Anticipated Outcome:
AstraZeneca’s nicotinic agonist is currently a phase II ready clinical candidate that has the potential to treat levodopa-induced dyskinesia in Parkinson’s disease patients (PD-LID). The study plan outlined in this proposal would confirm this. This molecule has already completed the extensive preclinical safety and toxicology package that is required to test the candidate in pivotal phase II clinical trials. Should the study proposed show success, AstraZeneca plans to conduct studies in clinical models.
Final Outcome
The nicotinic agonist, AZD1446, has unique pharmacological properties when compared to nicotine and other known nicotinic agonists. AZD1446 has been shown to be safe and tolerable in pre-clinical studies, and has been studied in 424 healthy young and elderly volunteers as well as Alzheimer’s and ADHD patients.

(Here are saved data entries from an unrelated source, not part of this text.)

#[async_trait]
impl LLMProvider for SpyProvider {
    fn provider_type(&self) -> ProviderType {
        ProviderType::OpenAI
    }

    fn model_id(&self) -> &str {
        &self.model_id
    }

    fn filter(&self) -> &Filter {
        &self.filter
    }

    async fn invoke(&self, input: &ModelInput) -> Result<ModelResponse, GatewayError> {
        self.calls.fetch_add(1, Ordering::SeqCst);
        Ok(ModelResponse {
            input_echo: input.prompt.clone(),
            request_id: "spy-1".to_string(),
            conversation_id: input.conversation_id.clone(),
            output: format!("echo: {}", input.prompt),
            raw_output: format!("echo: {}", input.prompt),
            ..Default::default()
        })
    }
}

fn static_auth() -> AuthState {
    AuthState::new(AuthConfig::builder().static_token(STATIC_TOKEN).build())
}

fn spy_state() -> (AppState, Arc<AtomicUsize>) {
    let (spy, calls) = SpyProvider::new("gpt-4");
    let state = AppState::builder()
        .providers(ProviderRegistry::new().with_provider(Arc::new(spy)))
        .defaults("openai", "gpt-4")
        .auth(static_auth())
        .build()
        .unwrap();
    (state, calls)
}

fn infer_request(token: Option<&str>, body: &Value) -> Request<Body> {
    let mut builder = Request::builder()
        .method(Method::POST)
        .uri("/infer")
        .header(header::CONTENT_TYPE, "application/json");
    if let Some(token) = token {
        builder = builder.header(header::AUTHORIZATION, format!("Bearer {token}"));
    }
    builder.body(Body::from(body.to_string())).unwrap()
}

fn get(uri: &str) -> Request<Body> {
    Request::builder()
        .method(Method::GET)
        .uri(uri)
        .body(Body::empty())
        .unwrap()
}

async fn send(state: AppState, request: Request<Body>) -> (StatusCode, HeaderMap, Vec<u8>) {
    let response = create_router(state).oneshot(request).await.unwrap();
    let status = response.status();
    let headers = response.headers().clone();
    let body = response.into_body().collect().await.unwrap().to_bytes();
    (status, headers, body.to_vec())
}

fn json_body(body: &[u8]) -> Value {
    serde_json::from_slice(body).unwrap()
}

#[cfg(test)]
mod health_endpoint_tests {
    use super::*;

    #[tokio::test]
    async fn test_health_endpoint_returns_ok() {
        let (state, _) = spy_state();
        let (status, _, body) = send(state, get("/health")).await;
        assert_eq!(status, StatusCode::OK);
        assert_eq!(json_body(&body)["status"], "healthy");
    }

    #[tokio::test]
    async fn test_ready_with_models() {
        let (state, _) = spy_state();
        let (status, _, _) = send(state, get("/ready")).await;
        assert_eq!(status, StatusCode::OK);
    }

    #[tokio::test]
    async fn test_not_ready_without_models() {
        let state = AppState::builder().build().unwrap();
        let (status, _, _) = send(state, get("/ready")).await;
        assert_eq!(status, StatusCode::SERVICE_UNAVAILABLE);
    }

    #[tokio::test]
    async fn test_metrics_record_inference() {
        let (state, _) = spy_state();
        let (status, _, _) = send(
            state.clone(),
            infer_request(Some(STATIC_TOKEN), &json!({"prompt": "list pods"})),
        )
        .await;
        assert_eq!(status, StatusCode::OK);

        let (status, headers, body) = send(state, get("/metrics")).await;
        assert_eq!(status, StatusCode::OK);
        assert!(headers[header::CONTENT_TYPE]
            .to_str()
            .unwrap()
            .starts_with("text/plain"));
        let text = String::from_utf8(body).unwrap();
        assert!(text.contains(
            "llm_router_inference_total{outcome=\"success\",provider=\"openai/gpt-4\"} 1"
        ));
    }
}
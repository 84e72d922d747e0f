//! Route definitions for the router API.

use axum::{
    middleware::from_fn_with_state,
    routing::{get, post},
    Router,
};
use tower_http::{
    request_id::{MakeRequestUuid, PropagateRequestIdLayer, SetRequestIdLayer},
    trace::TraceLayer,
};

use crate::{auth, handlers, oauth, state::AppState};

/// Create the main application router
pub fn create_router(state: AppState) -> Router {
    Router::new()
        // Health endpoints
        .route("/health", get(handlers::health_check))
        .route("/ready", get(handlers::readiness_check))
        // Metrics endpoint
        .route("/metrics", get(handlers::metrics_endpoint))
        // Login flow
        .route("/login", get(oauth::login))
        .route("/githubcallback", get(oauth::callback))
        .route("/apitoken", get(oauth::api_token))
        .merge(protected_routes(state.clone()))
        .layer(PropagateRequestIdLayer::x_request_id())
        .layer(TraceLayer::new_for_http())
        .layer(SetRequestIdLayer::x_request_id(MakeRequestUuid))
        .with_state(state)
}

/// Routes behind bearer authentication
fn protected_routes(state: AppState) -> Router<AppState> {
    Router::new()
        .route(
            "/infer",
            post(handlers::infer).options(handlers::preflight),
        )
        .route("/prompt_request", post(handlers::infer))
        .route("/feedback", post(handlers::feedback))
        .route_layer(from_fn_with_state(state, auth::auth_middleware))
}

We have demonstrated that the immediate release formulation of AZD1446 (IR) is efficacious in a pre-clinical model of levodopa-induced dyskinesia. However increasing target exposure by utilizing AZD1446 in a sustained or modified-release (MR) formulation does not reduce levodopa-induced dyskinesia in pre-clinical models. Our data suggests that sustained activation of AZD1446-activated nicotinic acetylcholine receptors by AZD1446 MR does not improve and may worsen L-dopa induced dyskinesia. AZD1446 would be of limited therapeutic benefit for Parkinson’s disease patients suffering from troublesome dyskinesia.